Commissie voor Brussel en de Vlaamse Rand
Vergadering van 25/11/2009
Vraag om uitleg van de heer Paul Delva tot de heer Pascal Smet , Vlaams minister van Onderwijs, Jeugd, Gelijke Kansen en Brussel, over de kunstveiling van Wiels
De voorzitter : De heer Delva heeft het woord.

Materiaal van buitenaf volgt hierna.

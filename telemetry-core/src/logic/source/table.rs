//! Table ingestion (CSV / spreadsheet)
//!
//! Dùng chung cho file source và upload: nhận bytes + tên file, trả về
//! RawBatch sau khi kiểm tra các cột bắt buộc.

use base64::Engine;
use calamine::{open_workbook_auto_from_rs, Data, DataType, Reader};
use serde_json::{Number, Value};
use std::io::Cursor;
use std::path::Path;

use crate::logic::error::IngestError;
use crate::logic::normalize::alias;
use crate::logic::types::{RawBatch, RawRecord};

// ============================================================================
// FORMAT
// ============================================================================

#[derive(Debug, Clone, Copy, PartialEq, Eq)]
pub enum TableFormat {
    /// Comma / tab / semicolon separated text
    Delimited,
    /// xlsx, xls, xlsm, ods
    Workbook,
}

impl TableFormat {
    /// Pick the decoder from the file extension
    pub fn from_filename(filename: &str) -> Result<Self, IngestError> {
        let ext = Path::new(filename)
            .extension()
            .and_then(|e| e.to_str())
            .map(|e| e.to_ascii_lowercase())
            .unwrap_or_default();

        match ext.as_str() {
            "csv" | "tsv" | "txt" => Ok(TableFormat::Delimited),
            "xlsx" | "xls" | "xlsm" | "xlsb" | "ods" => Ok(TableFormat::Workbook),
            _ => Err(IngestError::UnsupportedFormat(filename.to_string())),
        }
    }
}

/// Parsed table, ready for the normalizer
#[derive(Debug, Clone, PartialEq)]
pub struct Table {
    pub columns: Vec<String>,
    pub records: RawBatch,
}

// ============================================================================
// ENTRY POINTS
// ============================================================================

/// Decode an upload payload: a `data:` URL or bare base64
pub fn decode_contents(contents: &str) -> Result<Vec<u8>, IngestError> {
    let payload = match contents.split_once(',') {
        Some((header, body)) if header.starts_with("data:") => body,
        _ => contents,
    };

    let cleaned: String = payload.chars().filter(|c| !c.is_ascii_whitespace()).collect();
    base64::engine::general_purpose::STANDARD
        .decode(cleaned.as_bytes())
        .map_err(|e| IngestError::Decode(e.to_string()))
}

/// Parse a table and check the required columns. Nothing is returned on error.
pub fn parse_table(filename: &str, bytes: &[u8], required: &[String]) -> Result<Table, IngestError> {
    let table = match TableFormat::from_filename(filename)? {
        TableFormat::Delimited => parse_delimited(bytes)?,
        TableFormat::Workbook => parse_workbook(bytes)?,
    };

    check_required(&table.columns, required)?;
    Ok(table)
}

/// Required columns absent from `columns`. A column counts when it matches
/// case-insensitively or both names resolve to the same field alias.
pub fn missing_columns(columns: &[String], required: &[String]) -> Vec<String> {
    required
        .iter()
        .filter(|req| {
            let req_field = alias::resolve(req);
            !columns.iter().any(|col| {
                col.trim().eq_ignore_ascii_case(req.trim())
                    || (req_field.is_some() && alias::resolve(col) == req_field)
            })
        })
        .cloned()
        .collect()
}

fn check_required(columns: &[String], required: &[String]) -> Result<(), IngestError> {
    let missing = missing_columns(columns, required);
    if missing.is_empty() {
        Ok(())
    } else {
        Err(IngestError::MissingColumns(missing))
    }
}

// ============================================================================
// DELIMITED TEXT
// ============================================================================

fn parse_delimited(bytes: &[u8]) -> Result<Table, IngestError> {
    let text = std::str::from_utf8(bytes)
        .map(str::to_string)
        .unwrap_or_else(|_| String::from_utf8_lossy(bytes).into_owned());
    let text = text.trim_start_matches('\u{feff}').trim_start_matches(['\r', '\n']);

    let delimiter = sniff_delimiter(text);
    let mut reader = csv::ReaderBuilder::new()
        .delimiter(delimiter)
        .flexible(true)
        .trim(csv::Trim::All)
        .from_reader(text.as_bytes());

    let columns: Vec<String> = reader
        .headers()
        .map_err(|e| IngestError::Parse(e.to_string()))?
        .iter()
        .map(str::to_string)
        .collect();

    let mut records = RawBatch::new();
    for row in reader.records() {
        let row = row.map_err(|e| IngestError::Parse(e.to_string()))?;
        let record: RawRecord = columns
            .iter()
            .zip(row.iter())
            .filter(|(col, cell)| !col.is_empty() && !cell.is_empty())
            .map(|(col, cell)| (col.clone(), Value::String(cell.to_string())))
            .collect();

        if !record.is_empty() {
            records.push(record);
        }
    }

    Ok(Table { columns, records })
}

/// Pick the separator that splits the header line into the most columns
fn sniff_delimiter(text: &str) -> u8 {
    let header = text.lines().next().unwrap_or_default();
    [b',', b'\t', b';']
        .into_iter()
        .max_by_key(|d| header.matches(*d as char).count())
        .filter(|d| header.contains(*d as char))
        .unwrap_or(b',')
}

// ============================================================================
// WORKBOOK
// ============================================================================

fn parse_workbook(bytes: &[u8]) -> Result<Table, IngestError> {
    let mut workbook = open_workbook_auto_from_rs(Cursor::new(bytes.to_vec()))
        .map_err(|e| IngestError::Parse(e.to_string()))?;

    let range = workbook
        .worksheet_range_at(0)
        .ok_or_else(|| IngestError::Parse("workbook has no sheets".to_string()))?
        .map_err(|e| IngestError::Parse(e.to_string()))?;

    let mut rows = range.rows();
    let columns: Vec<String> = match rows.next() {
        Some(header) => header.iter().map(|c| cell_text(c).unwrap_or_default()).collect(),
        None => return Ok(Table { columns: Vec::new(), records: Vec::new() }),
    };

    let records = rows
        .map(|row| {
            columns
                .iter()
                .zip(row.iter())
                .filter(|(col, _)| !col.is_empty())
                .filter_map(|(col, cell)| cell_value(cell).map(|v| (col.clone(), v)))
                .collect::<RawRecord>()
        })
        .filter(|record| !record.is_empty())
        .collect();

    Ok(Table { columns, records })
}

fn cell_text(cell: &Data) -> Option<String> {
    match cell_value(cell)? {
        Value::String(s) => Some(s),
        other => Some(other.to_string()),
    }
}

/// Cell -> JSON. Date cells become `YYYY-MM-DD HH:MM:SS` strings.
fn cell_value(cell: &Data) -> Option<Value> {
    match cell {
        Data::Empty | Data::Error(_) => None,
        Data::String(s) if s.trim().is_empty() => None,
        Data::String(s) => Some(Value::String(s.trim().to_string())),
        Data::Int(i) => Some(Value::Number(Number::from(*i))),
        Data::Float(f) => Number::from_f64(*f).map(Value::Number),
        Data::Bool(b) => Some(Value::Bool(*b)),
        Data::DateTimeIso(s) | Data::DurationIso(s) => Some(Value::String(s.clone())),
        Data::DateTime(_) => cell
            .as_datetime()
            .map(|dt| Value::String(dt.format("%Y-%m-%d %H:%M:%S").to_string())),
    }
}

#[cfg(test)]
mod tests {
    use super::*;

    fn required() -> Vec<String> {
        ["event_type", "CPU", "MEM", "TEMP", "FPS"].iter().map(|s| s.to_string()).collect()
    }

    #[test]
    fn test_format_from_filename() {
        assert_eq!(TableFormat::from_filename("log.CSV").unwrap(), TableFormat::Delimited);
        assert_eq!(TableFormat::from_filename("log.xlsx").unwrap(), TableFormat::Workbook);
        assert!(matches!(
            TableFormat::from_filename("log.pdf"),
            Err(IngestError::UnsupportedFormat(_))
        ));
    }

    #[test]
    fn test_decode_data_url() {
        let url = "data:text/csv;base64,YSxiCjEsMgo=";
        assert_eq!(decode_contents(url).unwrap(), b"a,b\n1,2\n");
        assert_eq!(decode_contents("YSxiCjEsMgo=").unwrap(), b"a,b\n1,2\n");
        assert!(matches!(decode_contents("data:x;base64,@@@"), Err(IngestError::Decode(_))));
    }

    #[test]
    fn test_parse_csv_with_required_columns() {
        let csv = "\u{feff}timestamp,event_type,CPU,MEM,TEMP,FPS\n\
                   2025-03-26 13:04:52,system_stats,40.3,55.1,61.2°C,24\n\
                   2025-03-26 13:04:53,detection,NaN,NaN,NaN,NaN\n";

        let table = parse_table("log.csv", csv.as_bytes(), &required()).unwrap();

        assert_eq!(table.columns.len(), 6);
        assert_eq!(table.records.len(), 2);
        assert_eq!(table.records[0]["TEMP"], "61.2°C");
    }

    #[test]
    fn test_semicolon_and_alias_columns() {
        let csv = "time;type;cpu_usage;memory;temperature;frame_rate\n\
                   2025-03-26 13:04:52;system_stats;40;50;60;30\n";

        let table = parse_table("log.csv", csv.as_bytes(), &required()).unwrap();
        assert_eq!(table.records[0]["cpu_usage"], "40");
    }

    #[test]
    fn test_missing_columns_imports_nothing() {
        let csv = "timestamp,event_type,CPU\n2025-03-26 13:04:52,system_stats,40\n";

        let err = parse_table("log.csv", csv.as_bytes(), &required()).unwrap_err();
        assert_eq!(
            err,
            IngestError::MissingColumns(vec!["MEM".into(), "TEMP".into(), "FPS".into()])
        );
    }

    #[test]
    fn test_tab_delimited() {
        let tsv = "timestamp\tCPU\n2025-03-26 13:04:52\t12\n";
        let table = parse_table("log.tsv", tsv.as_bytes(), &[]).unwrap();
        assert_eq!(table.columns, vec!["timestamp", "CPU"]);
    }

    #[test]
    fn test_garbage_workbook_is_parse_error() {
        let err = parse_table("log.xlsx", b"not a zip archive", &[]).unwrap_err();
        assert!(matches!(err, IngestError::Parse(_)));
    }
}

De heer Paul Delva : Mevrouw de voorzitter, mijnheer de minister, collegas, Vlaanderen investeert heel wat middelen in het culturele leven in Brussel, zowel vanuit het bevoegdheidsdomein Cultuur als vanuit het bevoegdheidsdomein Brussel. Bij de bespreking van de beleidsnota Brussel 2009-2014 zullen we het daar waarschijnlijk uitgebreider over hebben. In de vorige legislatuur heeft Vlaanderen bijvoorbeeld in culturele infrastructuur alleen al ongeveer 50 miljoen euro geïnvesteerd in Brussel. Hiermee werden onder andere de aankoop van een ruimte voor het dansgezelschap Rosas en de Performing Arts Research and Training Studios (P.A.R.T.S.), investeringen in een gebouw voor het jeugdtheater Bronks, Muntpunt, en dies meer gerealiseerd.

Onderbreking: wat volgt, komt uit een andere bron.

//! Error handling

use axum::{
    response::{IntoResponse, Response},
    http::StatusCode,
    Json,
};
use serde_json::json;
use telemetry_core::IngestError;
use thiserror::Error;

pub type AppResult<T> = Result<T, AppError>;

#[derive(Debug, Error)]
pub enum AppError {
    // Resource errors
    #[error("{0}")]
    NotFound(String),

    // Validation errors
    #[error("{0}")]
    ValidationError(String),

    #[error("{0}")]
    UnsupportedMedia(String),

    // Generic errors
    #[error("{0}")]
    InternalError(String),
}

impl IntoResponse for AppError {
    fn into_response(self) -> Response {
        let (status, error_message) = match &self {
            AppError::NotFound(msg) => (StatusCode::NOT_FOUND, msg.as_str()),
            AppError::ValidationError(msg) => (StatusCode::BAD_REQUEST, msg.as_str()),
            AppError::UnsupportedMedia(msg) => (StatusCode::UNSUPPORTED_MEDIA_TYPE, msg.as_str()),
            AppError::InternalError(msg) => {
                tracing::error!("Internal error: {}", msg);
                (StatusCode::INTERNAL_SERVER_ERROR, "Internal server error")
            }
        };

        let body = Json(json!({
            "error": error_message,
            "status": status.as_u16()
        }));

        (status, body).into_response()
    }
}

impl From<IngestError> for AppError {
    fn from(err: IngestError) -> Self {
        match err {
            IngestError::UnsupportedFormat(_) => AppError::UnsupportedMedia(err.to_string()),
            _ => AppError::ValidationError(err.to_string()),
        }
    }
}
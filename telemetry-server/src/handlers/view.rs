//! Dashboard view handlers

use axum::{
    extract::{Query, State},
    Json,
};
use chrono::{DateTime, Utc};
use serde::{Deserialize, Serialize};
use telemetry_core::{CanonicalRecord, CurrentView, SourceState, Streams};

use crate::AppState;

#[derive(Debug, Default, Deserialize)]
pub struct ViewQuery {
    /// Only the most recent `limit` records
    pub limit: Option<usize>,
}

#[derive(Serialize)]
pub struct ViewResponse {
    pub state: SourceState,
    pub stale: bool,
    pub last_success: Option<DateTime<Utc>>,
    pub total: usize,
    pub records: Vec<CanonicalRecord>,
}

#[derive(Serialize)]
pub struct StreamsResponse {
    pub state: SourceState,
    pub stale: bool,
    pub last_success: Option<DateTime<Utc>>,
    pub streams: Streams,
}

fn tail(records: &[CanonicalRecord], limit: Option<usize>) -> Vec<CanonicalRecord> {
    let start = limit.map(|n| records.len().saturating_sub(n)).unwrap_or(0);
    records[start..].to_vec()
}

/// GET /api/v1/view
pub async fn current(
    State(state): State<AppState>,
    Query(query): Query<ViewQuery>,
) -> Json<ViewResponse> {
    let CurrentView { records, state: source_state, last_success, stale } =
        state.scheduler.get_current_view();

    Json(ViewResponse {
        state: source_state,
        stale,
        last_success,
        total: records.len(),
        records: tail(&records, query.limit),
    })
}

/// GET /api/v1/view/streams
pub async fn streams(
    State(state): State<AppState>,
    Query(query): Query<ViewQuery>,
) -> Json<StreamsResponse> {
    let (view, streams) = state.scheduler.get_current_streams();

    let streams = Streams {
        system_stats: tail(&streams.system_stats, query.limit),
        detection: tail(&streams.detection, query.limit),
        unknown: tail(&streams.unknown, query.limit),
    };

    Json(StreamsResponse {
        state: view.state,
        stale: view.stale,
        last_success: view.last_success,
        streams,
    })
}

Enkele jaren geleden werd in Vorst de oude brouwerij Wielemans-Ceuppens grondig gerestaureerd tot een Brussels centrum voor hedendaagse kunst, Wiels. Onlangs verschenen er echter berichten in de pers dat het kunstencentrum, dat op een heel korte termijn een internationale renommé heeft gekregen, een veiling gaat organiseren om de laatste fase van de restauratie van het gebouw te financieren, omdat de huidige subsidies en privéfinanciering niet volstaan. Een aantal topkunstenaars, zoals Luc Tuymans, hebben ondertussen toegezegd een werk te doneren voor deze veiling.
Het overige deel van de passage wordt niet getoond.